4.2. Experimental Results on Scenario B

This section presents and discusses experimental results based on Scenario B (see Section 3.5). Scenario B is defined by evaluating and comparing the prediction performances of NB and DT models based on the proposed AREMFFS method and the existing (Min, Max, Mean, Range, GMean, HMean) rank aggregation-based multi-filter FS methods.

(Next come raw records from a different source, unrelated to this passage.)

use futures::executor::block_on;
use yazboz_core::{
    DrinkCatalog, GameKind, MemoryStore, SavedAt, ScoreKeeper, SessionRecord, SetupError, ledger,
};
use yazboz_web::pages::{
    home::{HomePage, HomePageProps},
    not_found::{NotFound, Props as NotFoundProps},
    scoreboard::{ScoreboardPage, ScoreboardPageProps},
    setup::{SetupPage, SetupPageProps, setup_error_message},
};
use yazboz_web::scoreboard::ScoreboardState;
use yew::{Callback, LocalServerRenderer};

fn seated(kind: GameKind) -> SessionRecord {
    SessionRecord::new(kind, &["Ali", "Veli"]).unwrap()
}

fn board(record: SessionRecord) -> String {
    let props = ScoreboardPageProps {
        state: ScoreboardState::new(record),
        catalog: DrinkCatalog::builtin(),
        on_action: Callback::noop(),
    };
    block_on(LocalServerRenderer::<ScoreboardPage>::with_props(props).render())
}

#[test]
fn scoreboard_shows_rounds_totals_and_controls() {
    yazboz_web::i18n::set_lang("tr");
    let record = ledger::append_round(&seated(GameKind::Okey), &["12", "7"]).unwrap();
    let record = ledger::append_round(&record, &["3", "30"]).unwrap();
    let html = board(record);
    assert!(html.contains("Normal Okey"));
    assert!(html.contains("2 / 15 el"));
    assert!(html.contains("15"));
    assert!(html.contains("37"));
    assert!(html.contains("Eli ekle"));
    assert!(html.contains("Çıkış"));
    assert!(!html.contains("Ceza ekle"));
}

#[test]
fn penalty101_board_has_penalty_panel_and_final_row() {
    yazboz_web::i18n::set_lang("en");
    let record = ledger::append_round(&seated(GameKind::Penalty101), &["40", "10"]).unwrap();
    let record = ledger::add_penalty(&record, Some(1), "101").unwrap();
    let html = board(record);
    assert!(html.contains("Add penalty"));
    assert!(html.contains("Hands: 9"));
    assert!(html.contains("Final"));
    assert!(html.contains("111"));
    assert!(html.contains("x2"));
    yazboz_web::i18n::set_lang("tr");
}

#[test]
fn finished_game_shows_banner_and_hides_round_entry() {
    yazboz_web::i18n::set_lang("en");
    let record = ledger::set_target_score(&seated(GameKind::Pisti), "50").unwrap();
    let record = ledger::append_round(&record, &["20", "55"]).unwrap();
    let html = board(record);
    assert!(html.contains("Game over!"));
    assert!(html.contains("Winner: Veli (55)"));
    assert!(!html.contains("Add round"));
    yazboz_web::i18n::set_lang("tr");
}

#[test]
fn pisti_board_offers_target_presets() {
    let record = ledger::set_target_score(&seated(GameKind::Pisti), "251").unwrap();
    let html = board(record);
    assert!(html.contains("target-presets"));
    for target in ["151", "351", "501"] {
        assert!(html.contains(target));
    }
    assert!(html.contains("target-preset active"));

    assert!(!board(seated(GameKind::Okey)).contains("target-presets"));
}

#[test]
fn drink_panel_formats_bill_by_game() {
    yazboz_web::i18n::set_lang("en");
    let record = ledger::add_drink(&seated(GameKind::Penalty101), "çay");
    let record = ledger::add_drink(&record, "çay");
    let record = ledger::set_drink_price(&record, "çay", "7.5").unwrap();
    assert!(board(record).contains("Bill: 15.00 ₺"));

    let record = ledger::add_drink(&seated(GameKind::Batak), "kola");
    let record = ledger::set_drink_price(&record, "kola", "20").unwrap();
    assert!(board(record).contains("Bill: 20 ₺"));
    yazboz_web::i18n::set_lang("tr");
}

#[test]
fn home_lists_saved_games_with_outcome() {
    yazboz_web::i18n::set_lang("en");
    let store = MemoryStore::new();
    let keeper = ScoreKeeper::new(store.clone());
    let table = keeper.start_table(GameKind::Pisti, &["Ali", "Veli"]).unwrap();
    let record = ledger::append_round(table.record(), &["151", "0"]).unwrap();
    let table = yazboz_core::Table::from_parts(store.clone(), record);
    table.save_to_archive(&SavedAt {
        millis: 1,
        date: "19.10.2026".into(),
        time: "21:30".into(),
    });

    let props = HomePageProps {
        active: keeper.active_kinds(),
        saved: keeper.saved_games(),
        current_lang: "en".into(),
        on_continue: Callback::noop(),
        on_new: Callback::noop(),
        on_resume: Callback::noop(),
        on_delete: Callback::noop(),
        on_lang_change: Callback::noop(),
    };
    let html = block_on(LocalServerRenderer::<HomePage>::with_props(props).render());
    assert!(html.contains("Continue"));
    assert!(html.contains("19.10.2026 21:30"));
    assert!(html.contains("Winner: Ali"));
    assert!(html.contains("Ali, Veli"));
    yazboz_web::i18n::set_lang("tr");
}

#[test]
fn setup_page_shows_errors() {
    yazboz_web::i18n::set_lang("tr");
    let message = setup_error_message(&SetupError::BlankName(1));
    let props = SetupPageProps {
        kind: GameKind::Penalty101,
        error: Some(message.clone().into()),
        on_start: Callback::noop(),
    };
    let html = block_on(LocalServerRenderer::<SetupPage>::with_props(props).render());
    assert!(html.contains("Cezalı 101 için oyuncular"));
    assert!(html.contains(&message));
    assert_eq!(
        setup_error_message(&SetupError::PlayerCount {
            count: 1,
            min: 2,
            max: 6
        }),
        "Oyuncu sayısı 2 ile 6 arasında olmalı."
    );
}

#[test]
fn not_found_renders_back_link() {
    yazboz_web::i18n::set_lang("en");
    let props = NotFoundProps {
        on_go_home: Callback::noop(),
    };
    let html = block_on(LocalServerRenderer::<NotFound>::with_props(props).render());
    assert!(html.contains("Back to home"));
    yazboz_web::i18n::set_lang("tr");
}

Figure 8, Figure 9 and Figure 10 show box-plot representations of the accuracy, AUC, and f-measure values of NB and DT classifiers with proposed AREMFFS and existing rank aggregation-based multi-filter FS methods. In particular, Figure 8 presents the accuracy values of NB and DT models with AREMFFS and existing rank aggregation-based multi-filter FS methods. It can be observed that models based on AREMFFS (NB: 81.67,% DT: 83.31%) had superior average accuracy values compared to existing Min (NB: 79.72%, DT: 82.60%), Max (NB: 79.88%, DT: 82.34%), Mean (NB: 79.36%, DT: 82.53%), Range (NB: 77.99%, DT: 81.87%), GMean (NB: 79.48%, DT: 82.70%), and HMean (NB: 79.66%, DT: 82.61%) rank aggregation-based multi-filter FS methods. Specifically, based on NB models, AREMFFS had increments of +2.91%, +2.45%, +2.24%, +4.72%, +2.76%, and +2.52% in average accuracy value over the existing Mean, Min, Max, Range, GMean, and HMean rank aggregation-based multi-filter FS methods. Likewise for DT models, AREMFFS had increments of +0.95%, +0.86%, +1.18%, +1.76%, +0.74%, and +0.85% in average accuracy value over the existing Min, Max, Mean, Range, GMean, and HMean rank aggregation-based multi-filter FS methods. As observed, the experimental results indicate that models based on AREMFFS outperformed models based on existing rank aggregation-based multi-filter FS methods on accuracy values. In other words, AREMFFS had a superior positive impact on the prediction accuracy values of NB and DT models over the Min, Max, Mean, Range, GMean, and HMean rank aggregation-based multi-filter FS methods.

Figure 8.

Figure 8

Box-plot representations (accuracy values) of models based on AREMFFS and existing rank aggregation-based multi-filter FS methods: (A) average accuracy values of NB and (B) average accuracy values of DT.

Figure 9.

Figure 9

Box-plot representations (AUC values) of models based on AREMFFS and existing rank aggregation-based multi-filter FS methods: (A) average accuracy values of NB and (B) average accuracy values of DT.

Figure 10.

Figure 10

Box-plot representations (f-measure values) of models based on AREMFFS and existing rank aggregation-based multi-filter FS methods: (A) average accuracy values of NB and (B) average accuracy values of DT.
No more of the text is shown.